Suriye tuzakları

AKP’nin Suriye’ye nasıl ve neden balıklama atladığını hatırlayalım. O zamanki Amerikan rüyasına göre Arap Baharı’nın demokrasi sloganları ılımlı İslam’ın yeşil pankartlarına yazılacaktı. İhale açıldığını duyan Erdoğan keseyi olabildiğince açtı. Kendince bir mantığı vardı ama olmadı.

Olmadığının, Suriye’nin ve Türkiye’nin ayrı ayrı iç dinamiklerine bakıldığında aşağı yukarı 2013’te belli olduğunu söyleyebiliriz. Ancak Amerikalılar Müslüman Kardeşler’in yerine yeni bir rüya uyduramadıklarından, manasız ve boş zamanlar geçebiliyordu. Uluslararası kırılma noktası ancak Rusya’nın sahaya inmesiyle geldi. Pax Americana olmamıştı ve yeni bir düzen ancak büyük bir ittifakla, Rus-Amerikan ortaklığıyla kurulabilirdi. O günden bu yana AKP, yeni tabloya tutunmak için debeleniyor.

Bu ortaklığın yüzeyi çok girintili çıkıntılıdır ve Erdoğan gibi bir cambaz burada tutunacak bir sürü dal bulabilir. Ama uluslararası siyasette mesele cambazlık değildir. Suriye’ye dönük yıkıcı stratejide Ankara’nın kendini yerleştirdiği bağlamı yukarıda özetledim. Bu ortadan kalktıysa yerine yenisi gerekirdi…

Bu sorun AKP’nin boyunu aşar. Çünkü anti-IŞİD koalisyon 11 Eylül’ün medeniyetler çatışması programından yoksun gündelikçi bir yönelişti. ABD’nin teorisinin, stratejisinin olmadığı bir dünyada AKP’nin nesi olacaktı ki? Cambazlığa normalde olduğundan çok daha yüksek değer kazandıran bu özgün durum olmuştur. Bir dediği diğerini tutmayan AKP böyle bir ilkesizlik dünyasında ayakta kalmayı başarmıştır.
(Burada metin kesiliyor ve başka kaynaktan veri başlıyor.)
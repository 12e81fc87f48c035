//! RKE2ControlPlane health cycle
//!
//! Every cycle inspects the workload cluster's control plane nodes, writes
//! `AgentHealthy` and `EtcdMemberHealthy` on the control plane Machines and
//! rolls them up into the RKE2ControlPlane status together with the server
//! addresses new nodes join through. An unreachable workload cluster only
//! turns the conditions Unknown; the cycle itself still succeeds.

use std::sync::Arc;
use std::time::Duration;

use cluster_client::ClusterClientTrait;
use controller_common::BackoffLedger;
use crds::{
    CLUSTER_API_GROUP, CLUSTER_NAME_LABEL, Machine, PAUSED_ANNOTATION, RKE2ControlPlane, RKE2ControlPlaneStatus,
    find_owner,
};
use kube::ResourceExt;
use kube_runtime::controller::Action;
use rke2::control_plane::{apply_report, update_status};
use rke2::workload_cluster::{
    Capability, NodeInspection, agent_health, cluster_status, etcd_health, inspect_control_plane_nodes,
};
use tracing::{debug, info, warn};

use crate::error::ControllerError;

/// Wait for the owning Cluster
pub const DEPENDENCY_REQUEUE: Duration = Duration::from_secs(10);

const CONTROL_PLANE_GROUP: &str = "controlplane.cluster.x-k8s.io";

/// Machines owned by the given control plane
pub fn owned_machines(machines: Vec<Machine>, control_plane: &str) -> Vec<Machine> {
    machines
        .into_iter()
        .filter(|machine| {
            find_owner(
                machine.metadata.owner_references.as_deref(),
                CONTROL_PLANE_GROUP,
                "RKE2ControlPlane",
            )
            .is_some_and(|owner| owner.name == control_plane)
        })
        .collect()
}

fn owning_cluster_name(control_plane: &RKE2ControlPlane) -> Option<String> {
    find_owner(
        control_plane.metadata.owner_references.as_deref(),
        CLUSTER_API_GROUP,
        "Cluster",
    )
    .map(|owner| owner.name.clone())
    .or_else(|| control_plane.labels().get(CLUSTER_NAME_LABEL).cloned())
}

/// Reconciles RKE2ControlPlane resources.
pub struct Reconciler {
    client: Arc<dyn ClusterClientTrait>,
    health_check_interval: Duration,
    backoff: BackoffLedger,
}

impl Reconciler {
    pub fn new(client: Arc<dyn ClusterClientTrait>, health_check_interval: Duration) -> Self {
        Self {
            client,
            health_check_interval,
            backoff: BackoffLedger::new(),
        }
    }

    pub fn backoff(&self) -> &BackoffLedger {
        &self.backoff
    }

    /// Run one health cycle and requeue for the next
    pub async fn reconcile_control_plane(&self, control_plane: &RKE2ControlPlane) -> Result<Action, ControllerError> {
        let namespace = control_plane.namespace().unwrap_or_default();
        let name = control_plane.name_any();

        let Some(cluster_name) = owning_cluster_name(control_plane) else {
            debug!("RKE2ControlPlane {}/{} has no owning Cluster yet", namespace, name);
            return Ok(Action::requeue(DEPENDENCY_REQUEUE));
        };
        let cluster = match self.client.get_cluster(&namespace, &cluster_name).await {
            Ok(cluster) => cluster,
            Err(e) if e.is_not_found() => {
                debug!("Cluster {}/{} of RKE2ControlPlane {} not found", namespace, cluster_name, name);
                return Ok(Action::requeue(DEPENDENCY_REQUEUE));
            }
            Err(e) => return Err(e.into()),
        };
        if cluster.spec.paused
            || cluster.annotations().contains_key(PAUSED_ANNOTATION)
            || control_plane.annotations().contains_key(PAUSED_ANNOTATION)
        {
            info!("Reconciliation of RKE2ControlPlane {}/{} is paused", namespace, name);
            return Ok(Action::await_change());
        }

        let machines = owned_machines(self.client.list_machines(&namespace, &cluster_name).await?, &name);

        let (agent_inspection, etcd_inspection) = match self.client.workload_cluster(&namespace, &cluster_name).await {
            Ok(workload) => (
                inspect_control_plane_nodes(workload.as_ref(), &machines, Capability::Agent).await,
                inspect_control_plane_nodes(workload.as_ref(), &machines, Capability::Etcd).await,
            ),
            Err(e) => {
                warn!("Workload cluster {}/{} is unreachable: {}", namespace, cluster_name, e);
                (
                    NodeInspection::unreachable(e.to_string()),
                    NodeInspection::unreachable(e.to_string()),
                )
            }
        };

        let agent = agent_health(&agent_inspection, &machines);
        let etcd = etcd_health(&etcd_inspection, &machines);
        if agent.aborted {
            debug!("Agent health cycle of {}/{} stopped early", namespace, name);
        }

        let mut current = machines.clone();
        for report in [&agent, &etcd] {
            for changed in apply_report(&current, report) {
                if let Some(slot) = current.iter_mut().find(|m| m.metadata.name == changed.metadata.name) {
                    *slot = changed;
                }
            }
        }
        for (before, after) in machines.iter().zip(&current) {
            if before.status != after.status {
                self.client.patch_machine_status(after).await?;
                debug!("Patched health conditions of Machine {}/{}", namespace, after.name_any());
            }
        }

        let counts = match &agent_inspection.nodes {
            Ok(nodes) => cluster_status(nodes),
            Err(_) => Default::default(),
        };

        let mut updated = control_plane.clone();
        let status = updated.status.get_or_insert_with(RKE2ControlPlaneStatus::default);
        update_status(status, &current, counts, &[&agent, &etcd]);
        status.observed_generation = control_plane.metadata.generation;

        if updated.status != control_plane.status {
            self.client.patch_control_plane_status(&updated).await?;
            debug!("Patched status of RKE2ControlPlane {}/{}", namespace, name);
        }

        Ok(Action::requeue(self.health_check_interval))
    }
}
Ama herkesin benzer bir durumda olduğu sanılmasın. ABD’nin bağlam kusurunu örten temel kaynağı askeri gücüdür. Kimin haddine, bunu görmezden gelmek! Rusya ise etkilere tepki vererek yol almanın avantajına sahiptir. Politikasının esası karşısındaki “ortağının” açıklarına yerleşmek ve nüfuz alanını genişletmek olan bir özneye kimse “neden bu kadar pragmatik ve oportünistsin” diye soramaz. Kaldı ki Rusya da hem öz kaynakları açısından hem de Şam hükümeti dolayımı sayesinde çok büyük bir gücü temsil etmektedir.

AKP’nin hali ise koskoca Ankara’yı küçücük ve dağınık Rojava’ya denk hale getirmesinden bellidir! Hakikaten Türkiye’nin Ortadoğu politikasında rekabet ettiği güç PYD’dir.

Bölgede meşruiyetini Amerikan-Rus ortaklığından alan temel mücadele IŞİD’e karşı tanımlanmış olacak ve Türkiye bu mücadelenin birtakım belirsizliklerinden, sürtünmelerinden yararlanarak kendi davasını güdecek... Bu bir strateji değildir.

AKP’nin “PYD’nin IŞİD’e karşı yeterli mücadeleyi sürdüremeyeceği” tezi tamamen uyduruktur ve kimse tarafından ciddiye alınmamaktadır. Kobane’de Kürt başarısını AKP koridor açarak tescillemek zorunda kalmıştı.

Dahası, gelinen noktada TSK-ÖSO baskısı IŞİD’e karşı YPG tarafından yapılabilecek operasyonların ertelenmesine neden olabilmekte, Suriye ordusuna ek işler çıkartmaktadır. Şimdi de TSK’nın doğrudan Suriye ile karşı karşıya geldiği yolunda haberler yükseliyor...

Yükselen hararet sahanın en yabancı unsuru olan TSK’yı en fazla yakar. Elde sadece ÖSO var ve TSK’nın manevralarına diğer güçler tarafından kısıtlama getirildiği durumda ÖSO’nun AKP piyonu olarak davranıp davranmaması bir tercih konusu olmaktan çıkar. Bu toplama birlikler Ankara’ya “kusura bakma” mesajını yollayıverirler.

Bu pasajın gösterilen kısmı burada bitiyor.